Anwen menatap Odette dan mengerjap dua kali. "Tapi Nona Ody, sungai ini punya banyak cabang."
"Hah?!" Odette terkejut mendengar pernyataan Anwen barusan. Dia menatap Anwen dengan tatapan yang seolah bertanya 'benarkah?' dan Anwen mengangguk yakin.
Anwen kemudian menjelaskan bahwa Sungai Roterlive yang ada di hadapan mereka saat ini memiliki lima cabang besar. Cabang pertama dari sini mengarah ke ibu kota Panthera, cabang kedua sebelah utara mengarah pada Hutan Randle, cabang ketiga di sebelah selatan mengarah ke Kaisaran Archadia, cabang keempat mengarah ke Kerajaan Naturi dan cabang kelima di sebelah utara mengarah ke Republik Orchidian.

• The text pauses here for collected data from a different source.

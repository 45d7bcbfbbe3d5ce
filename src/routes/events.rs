use std::sync::Arc;

use axum::extract::{Query, State};
use axum::http::StatusCode;
use axum::response::{IntoResponse, Response};
use axum::Json;
use serde::Deserialize;
use uuid::Uuid;

use crate::events::ProcessResult;
use crate::gate::RequestContext;

use super::AppState;
use crate::events::EventBatch;

#[derive(Debug, Deserialize)]
pub struct SubmitQuery {
    #[serde(default)]
    pub hasty: bool,
}

/// `POST /v1/events`. Accepts a single event object or a JSON array of
/// them. Response status follows the outcome:
///
/// - all events succeeded: `204 No Content`
/// - a mix of outcomes: `207 Multi-Status` with the per-event breakdown
///   (or `400` instead, if the server is configured `strict` and any event
///   was invalid)
/// - every event failed: `400 Bad Request`
///
/// `?hasty` asks for local-enqueue acknowledgement rather than waiting on
/// the broker; it otherwise follows the same status-code rules.
pub async fn submit(
    State(state): State<Arc<AppState>>,
    Query(query): Query<SubmitQuery>,
    Json(batch): Json<EventBatch>,
) -> Response {
    let events = batch.into_vec();
    if events.is_empty() {
        return StatusCode::NO_CONTENT.into_response();
    }

    let ctx = RequestContext {
        hasty: query.hasty,
        request_id: Uuid::new_v4().to_string(),
    };

    let result = state.gate.process(events, ctx).await;
    response_for(&result, state.strict)
}

fn response_for(result: &ProcessResult, strict: bool) -> Response {
    let any_invalid = !result.invalid.is_empty();
    let any_error = !result.error.is_empty();

    if !any_invalid && !any_error {
        return StatusCode::NO_CONTENT.into_response();
    }

    if result.success.is_empty() {
        return (StatusCode::BAD_REQUEST, Json(result_body(result))).into_response();
    }

    if strict && any_invalid {
        return (StatusCode::BAD_REQUEST, Json(result_body(result))).into_response();
    }

    (
        StatusCode::from_u16(207).unwrap(),
        Json(result_body(result)),
    )
        .into_response()
}

fn result_body(result: &ProcessResult) -> serde_json::Value {
    serde_json::json!({
        "success": result.success,
        "invalid": result.invalid,
        "error": result.error,
    })
}

#[cfg(test)]
mod tests {
    use super::*;
    use crate::events::{EventStatus, StatusContext, StatusKind};
    use serde_json::json;

    fn status(kind: StatusKind) -> EventStatus {
        EventStatus {
            status: kind,
            event: json!({}),
            context: StatusContext::Message {
                message: "x".into(),
            },
        }
    }

    #[test]
    fn all_success_is_204() {
        let mut result = ProcessResult::default();
        result.push(status(StatusKind::Success));
        assert_eq!(response_for(&result, false).status(), StatusCode::NO_CONTENT);
    }

    #[test]
    fn mixed_is_207() {
        let mut result = ProcessResult::default();
        result.push(status(StatusKind::Success));
        result.push(status(StatusKind::Invalid));
        assert_eq!(response_for(&result, false).status().as_u16(), 207);
    }

    #[test]
    fn all_failed_is_400() {
        let mut result = ProcessResult::default();
        result.push(status(StatusKind::Invalid));
        assert_eq!(response_for(&result, false).status(), StatusCode::BAD_REQUEST);
    }

    #[test]
    fn strict_mode_rejects_any_invalid() {
        let mut result = ProcessResult::default();
        result.push(status(StatusKind::Success));
        result.push(status(StatusKind::Invalid));
        assert_eq!(response_for(&result, true).status(), StatusCode::BAD_REQUEST);
    }
}
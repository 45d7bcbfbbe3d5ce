//! An in-memory `Producer` used by tests and by `eventgate serve` when no
//! real broker is configured, mirroring the teacher's test-double providers.

use async_trait::async_trait;
use std::sync::atomic::{AtomicI64, Ordering};
use std::sync::Mutex;

use super::{ProduceAck, ProduceRequest, Producer, ProducerError};

pub struct InMemoryProducer {
    records: Mutex<Vec<ProduceRequest>>,
    next_offset: AtomicI64,
    fail_after: Option<usize>,
}

impl InMemoryProducer {
    pub fn new() -> Self {
        Self {
            records: Mutex::new(Vec::new()),
            next_offset: AtomicI64::new(0),
            fail_after: None,
        }
    }

    /// A producer that returns [`ProducerError::QueueFull`] once it has
    /// accepted `n` events, for exercising backpressure handling.
    pub fn failing_after(n: usize) -> Self {
        Self {
            records: Mutex::new(Vec::new()),
            next_offset: AtomicI64::new(0),
            fail_after: Some(n),
        }
    }

    pub fn produced(&self) -> Vec<ProduceRequest> {
        self.records.lock().unwrap().clone()
    }
}

impl Default for InMemoryProducer {
    fn default() -> Self {
        Self::new()
    }
}

#[async_trait]
impl Producer for InMemoryProducer {
    async fn produce(&self, request: ProduceRequest) -> Result<ProduceAck, ProducerError> {
        let mut records = self.records.lock().unwrap();
        if let Some(limit) = self.fail_after {
            if records.len() >= limit {
                return Err(ProducerError::QueueFull);
            }
        }
        let offset = self.next_offset.fetch_add(1, Ordering::SeqCst);
        let ack = ProduceAck {
            topic: request.topic.clone(),
            partition: request.partition.unwrap_or(0),
            offset,
        };
        records.push(request);
        Ok(ack)
    }
}
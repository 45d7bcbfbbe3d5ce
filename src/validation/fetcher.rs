//! Retrieves a schema document from one of a list of candidate URLs.
//!
//! Bodies are parsed as YAML regardless of the scheme, since JSON is a
//! syntactic subset of YAML — this lets a `.json` and a `.yaml` schema file
//! share one parser, the same way the teacher's schema loader treats an
//! OpenAPI document.

use serde_json::Value;

use crate::events::EventGateError;

#[derive(Debug, Clone)]
pub struct SchemaFetcher {
    client: reqwest::Client,
}

impl Default for SchemaFetcher {
    fn default() -> Self {
        Self::new()
    }
}

impl SchemaFetcher {
    pub fn new() -> Self {
        Self {
            client: reqwest::Client::new(),
        }
    }

    /// Tries each candidate URL in order, returning the first one that loads
    /// and parses successfully, along with the URL it was fetched from (so
    /// callers can resolve further relative `$ref`s against it). Fails with
    /// every per-candidate error joined together once the whole list is
    /// exhausted.
    pub async fn fetch(&self, candidates: &[String]) -> Result<(Value, String), EventGateError> {
        let mut failures = Vec::new();
        for url in candidates {
            match self.fetch_one(url).await {
                Ok(value) => return Ok((value, url.clone())),
                Err(message) => failures.push(format!("{url}: {message}")),
            }
        }
        Err(EventGateError::SchemaLoadFailure {
            schema_ref: candidates.join(", "),
            message: if failures.is_empty() {
                "no candidate URLs to try".to_string()
            } else {
                failures.join("; ")
            },
        })
    }

    async fn fetch_one(&self, url: &str) -> Result<Value, String> {
        let body = if let Some(path) = url.strip_prefix("file://") {
            tokio::fs::read_to_string(path)
                .await
                .map_err(|e| format!("read error: {e}"))?
        } else if url.starts_with("http://") || url.starts_with("https://") {
            let response = self
                .client
                .get(url)
                .send()
                .await
                .map_err(|e| format!("request error: {e}"))?;
            if !response.status().is_success() {
                return Err(format!("unexpected status {}", response.status()));
            }
            response
                .text()
                .await
                .map_err(|e| format!("body read error: {e}"))?
        } else {
            return Err(format!("unsupported URI scheme in {url:?}"));
        };

        serde_yaml::from_str::<Value>(&body).map_err(|e| format!("parse error: {e}"))
    }
}

#[cfg(test)]
mod tests {
    use super::*;

    #[tokio::test]
    async fn fetches_and_parses_a_local_yaml_file() {
        let dir = tempfile::tempdir().unwrap();
        let path = dir.path().join("event.yaml");
        tokio::fs::write(&path, "type: object\nproperties:\n  test:\n    type: string\n")
            .await
            .unwrap();

        let fetcher = SchemaFetcher::new();
        let url = format!("file://{}", path.display());
        let (doc, fetched_from) = fetcher.fetch(&[url.clone()]).await.unwrap();
        assert_eq!(doc["type"], "object");
        assert_eq!(fetched_from, url);
    }

    #[tokio::test]
    async fn falls_through_to_second_candidate() {
        let dir = tempfile::tempdir().unwrap();
        let good = dir.path().join("event.json");
        tokio::fs::write(&good, r#"{"type": "object"}"#).await.unwrap();
        let missing = dir.path().join("does-not-exist.json");

        let fetcher = SchemaFetcher::new();
        let good_url = format!("file://{}", good.display());
        let urls = vec![format!("file://{}", missing.display()), good_url.clone()];
        let (doc, fetched_from) = fetcher.fetch(&urls).await.unwrap();
        assert_eq!(doc["type"], "object");
        assert_eq!(fetched_from, good_url);
    }

    #[tokio::test]
    async fn all_candidates_failing_is_a_schema_load_failure() {
        let fetcher = SchemaFetcher::new();
        let err = fetcher
            .fetch(&["file:///does/not/exist.json".to_string()])
            .await
            .unwrap_err();
        assert!(matches!(err, EventGateError::SchemaLoadFailure { .. }));
    }

    #[tokio::test]
    async fn http_candidate_is_fetched_over_wiremock() {
        let server = wiremock::MockServer::start().await;
        wiremock::Mock::given(wiremock::matchers::method("GET"))
            .and(wiremock::matchers::path("/event.json"))
            .respond_with(wiremock::ResponseTemplate::new(200).set_body_string(r#"{"type": "object"}"#))
            .mount(&server)
            .await;

        let fetcher = SchemaFetcher::new();
        let url = format!("{}/event.json", server.uri());
        let (doc, _) = fetcher.fetch(&[url]).await.unwrap();
        assert_eq!(doc["type"], "object");
    }
}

"A-apa? Anwen kau yakin dengan itu?" Odette menolak untuk percaya namun Anwen kembali mengangguk dan setiap anggukan Anwen terlihat sangat meyakinkan.

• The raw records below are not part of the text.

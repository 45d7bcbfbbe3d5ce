use axum::extract::{RawQuery, State};
use axum::http::{header, StatusCode};
use axum::response::{IntoResponse, Response};
use axum::Json;
use std::sync::Arc;

use super::AppState;

const NAME: &str = "eventgate";
const VERSION: &str = env!("CARGO_PKG_VERSION");
const HOME: &str = "https://github.com/eventgate-rs/eventgate";

/// `GET /`. Serves a minimal OpenAPI document when called as `GET /?spec`;
/// 404s otherwise (there's nothing else to serve at the root).
pub async fn root(RawQuery(query): RawQuery, State(_state): State<Arc<AppState>>) -> Response {
    let wants_spec = query
        .map(|q| q.split('&').any(|p| p == "spec"))
        .unwrap_or(false);
    if !wants_spec {
        return StatusCode::NOT_FOUND.into_response();
    }

    Json(openapi_document()).into_response()
}

pub async fn info() -> Response {
    Json(serde_json::json!({
        "name": NAME,
        "version": VERSION,
        "home": HOME,
    }))
    .into_response()
}

pub async fn name() -> Response {
    (
        [(header::CONTENT_TYPE, "text/plain; charset=utf-8")],
        NAME,
    )
        .into_response()
}

pub async fn version() -> Response {
    (
        [(header::CONTENT_TYPE, "text/plain; charset=utf-8")],
        VERSION,
    )
        .into_response()
}

pub async fn home() -> Response {
    (
        [(header::CONTENT_TYPE, "text/plain; charset=utf-8")],
        HOME,
    )
        .into_response()
}

pub async fn robots() -> Response {
    (
        [(header::CONTENT_TYPE, "text/plain; charset=utf-8")],
        "User-agent: *\nDisallow: /\n",
    )
        .into_response()
}

fn openapi_document() -> serde_json::Value {
    serde_json::json!({
        "openapi": "3.0.3",
        "info": {
            "title": NAME,
            "version": VERSION,
        },
        "paths": {
            "/v1/events": {
                "post": {
                    "summary": "Submit one or more events",
                    "parameters": [
                        {
                            "name": "hasty",
                            "in": "query",
                            "required": false,
                            "schema": { "type": "boolean" },
                        }
                    ],
                    "requestBody": {
                        "required": true,
                        "content": {
                            "application/json": {
                                "schema": {
                                    "oneOf": [
                                        { "type": "object" },
                                        { "type": "array", "items": { "type": "object" } }
                                    ]
                                }
                            }
                        }
                    },
                    "responses": {
                        "204": { "description": "every event was accepted" },
                        "207": { "description": "a mix of accepted, invalid and errored events" },
                        "400": { "description": "every event was rejected" },
                    }
                }
            }
        }
    })
}
//! Turns a schema reference string (as carried on an event, or as a nested
//! `$ref`) into the ordered list of candidate URLs the fetcher should try.

use once_cell::sync::Lazy;
use regex::Regex;
use std::path::PathBuf;

use crate::events::EventGateError;

static SCHEME_RE: Lazy<Regex> = Lazy::new(|| Regex::new(r"^[a-z0-9+.\-]+://").unwrap());

/// True if `s` already carries an explicit URI scheme (`http://`, `file://`,
/// ...).
pub fn has_scheme(s: &str) -> bool {
    SCHEME_RE.is_match(s)
}

/// True if the last path segment has a file extension (a `.` not at the
/// start of the segment, followed by a non-numeric suffix — so a version
/// component like `1.0.0` doesn't count as an extension).
pub fn has_extension(s: &str) -> bool {
    let last_segment = s.rsplit('/').next().unwrap_or(s);
    match last_segment.rfind('.') {
        Some(0) => false,
        Some(idx) => {
            let ext = &last_segment[idx + 1..];
            !ext.is_empty() && ext.parse::<u64>().is_err()
        }
        None => false,
    }
}

/// Resolves a schema reference to the ordered list of URLs to try fetching,
/// per the schema-reference resolution rules: append the configured default
/// extension if missing, then either treat the reference as absolute, join
/// it against each configured base URI in order, or — with no base URIs
/// configured — treat it as a local filesystem path.
pub fn resolve_uri(
    schema_ref: &str,
    base_uris: &[String],
    default_extension: Option<&str>,
    allow_absolute: bool,
) -> Result<Vec<String>, EventGateError> {
    let originally_absolute = has_scheme(schema_ref);
    if originally_absolute && !allow_absolute {
        return Err(EventGateError::SchemaLoadFailure {
            schema_ref: schema_ref.to_string(),
            message: "absolute schema URIs are not permitted by this server's configuration"
                .to_string(),
        });
    }

    let mut with_extension = schema_ref.to_string();
    if !has_extension(&with_extension) {
        if let Some(ext) = default_extension {
            if !ext.is_empty() {
                if ext.starts_with('.') {
                    with_extension.push_str(ext);
                } else {
                    with_extension.push('.');
                    with_extension.push_str(ext);
                }
            }
        }
    }

    if originally_absolute {
        return Ok(vec![with_extension]);
    }

    if base_uris.is_empty() {
        let path = PathBuf::from(&with_extension);
        let absolute = if path.is_absolute() {
            path
        } else {
            std::env::current_dir()
                .map_err(|e| EventGateError::SchemaLoadFailure {
                    schema_ref: schema_ref.to_string(),
                    message: format!("cannot resolve local schema path: {e}"),
                })?
                .join(path)
        };
        return Ok(vec![format!("file://{}", absolute.display())]);
    }

    Ok(base_uris
        .iter()
        .map(|base| join_base(base, &with_extension))
        .collect())
}

fn join_base(base: &str, reference: &str) -> String {
    if base.ends_with('/') {
        format!("{base}{reference}")
    } else {
        format!("{base}/{reference}")
    }
}

#[cfg(test)]
mod tests {
    use super::*;

    #[test]
    fn detects_scheme() {
        assert!(has_scheme("https://example.org/x"));
        assert!(has_scheme("file:///tmp/x"));
        assert!(!has_scheme("my/schema/1.0.0"));
    }

    #[test]
    fn version_like_segment_is_not_an_extension() {
        assert!(!has_extension("my/schema/1.0.0"));
        assert!(has_extension("my/schema/1.0.0.yaml"));
    }

    #[test]
    fn appends_default_extension_when_missing() {
        let urls = resolve_uri(
            "test/event",
            &["https://schemas.example.org".to_string()],
            Some("yaml"),
            false,
        )
        .unwrap();
        assert_eq!(urls, vec!["https://schemas.example.org/test/event.yaml"]);
    }

    #[test]
    fn does_not_double_append_extension() {
        let urls = resolve_uri(
            "test/event.json",
            &["https://schemas.example.org".to_string()],
            Some("yaml"),
            false,
        )
        .unwrap();
        assert_eq!(urls, vec!["https://schemas.example.org/test/event.json"]);
    }

    #[test]
    fn rejects_absolute_ref_when_disallowed() {
        let err = resolve_uri("https://evil.example.org/x", &[], None, false).unwrap_err();
        assert!(matches!(err, EventGateError::SchemaLoadFailure { .. }));
    }

    #[test]
    fn allows_absolute_ref_when_permitted() {
        let urls = resolve_uri("https://trusted.example.org/x.json", &[], None, true).unwrap();
        assert_eq!(urls, vec!["https://trusted.example.org/x.json"]);
    }

    #[test]
    fn falls_back_to_file_uri_with_no_base_uris() {
        let urls = resolve_uri("/abs/path/schema.json", &[], None, false).unwrap();
        assert_eq!(urls, vec!["file:///abs/path/schema.json"]);
    }

    #[test]
    fn tries_every_base_in_order() {
        let urls = resolve_uri(
            "test/event.json",
            &[
                "https://primary.example.org".to_string(),
                "https://fallback.example.org/schemas/".to_string(),
            ],
            None,
            false,
        )
        .unwrap();
        assert_eq!(
            urls,
            vec![
                "https://primary.example.org/test/event.json",
                "https://fallback.example.org/schemas/test/event.json",
            ]
        );
    }
}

"Anwen, dari semua orang yang kutemui di sini, aku hanya mempercayaimu sekarang jadi aku mohon jangan berbohong kepadaku." Odette benar-benar menolak untuk percaya. Sungai ini adalah harapan terakhirnya untuk pulang, dia tidak tahu kalau ternyata sungai ini punya banyak cabang.
Anwen menggeleng. "Aku tidak bohong, kalau tidak terhalang dengan izin perbatasan dan konflik antara Kerajaan Panthera dan Kekaisaran Archadia, aku akan mengantar Nona Ody untuk memastikannya sendiri."
Odette benar-benar pusing sekarang. Sebenarnya dia terdampar di mana? Dia ingat dengan peta yang ditunjukkan oleh 'si pria brengsek kepadanya tadi pagi. Nama-nama wilayah yang Anwen sebutkan barusan ada di peta itu.
Odette mencoba mengurut setiap kejadian yang dia alami dari mulai ia sadar sampai saat ini.
Pertama dia bangun di hutan yang lebat ini, lalu bertemu si pria brengsek dan pingsan lalu saat dia sadar dia menemukan dirinya berada di sebuah kastil. Odette ingat setiap pakaian yang dipakai oleh seluruh penghuni kastil adalah pakaian yang terlihat kuno, pakaian mereka seperti pakaian kerajaan abad pertengahan.
Tadinya Odette mengira kastil itu adalah hotel berkonsep kerajaan abad pertengahan tetapi dia mulai tidak yakin saat dia dan Anwen tiba di perkampungan tadi. Orang-orang di sana pun nampak berpenampilan kuno.
Odette mencoba untuk tetap berpikir rasional namun semua hal yang dia lihat dan dengar terasa tidak masuk akal.
Apakah sekarang dia harus mulai berpikir irasional seperti dia bertransmigrasi ke abad pertengahan seperti yang ada dalam film?
Konyol!
'Aku tidak boleh berpikir seperti itu. Seorang psikiater harus selalu menjaga akal sehatnya. Transmigrasi? Tidak mungkin!'
"Anwen ini tahun berapa?"
'Kenapa kau malah bertanya seperti itu. Kau sekarang terlihat sangat bodoh karena tidak tahu tahun berapa sekarang.'
"Tahun?" Anwen mengerutkan dahinya.
"Iya tahun dan apa kau bisa memberitahuku nama tempat ini, ma-maksudku, wilayah ini?"
Odette benar-benar sudah frustrasi memikirkan keberadaannya sekarang sehingga dia mulai berpikir bahwa dia bertransmigrasi seperti yang ada di dalam film.
Aish. Dia baru saja menjadi korban film.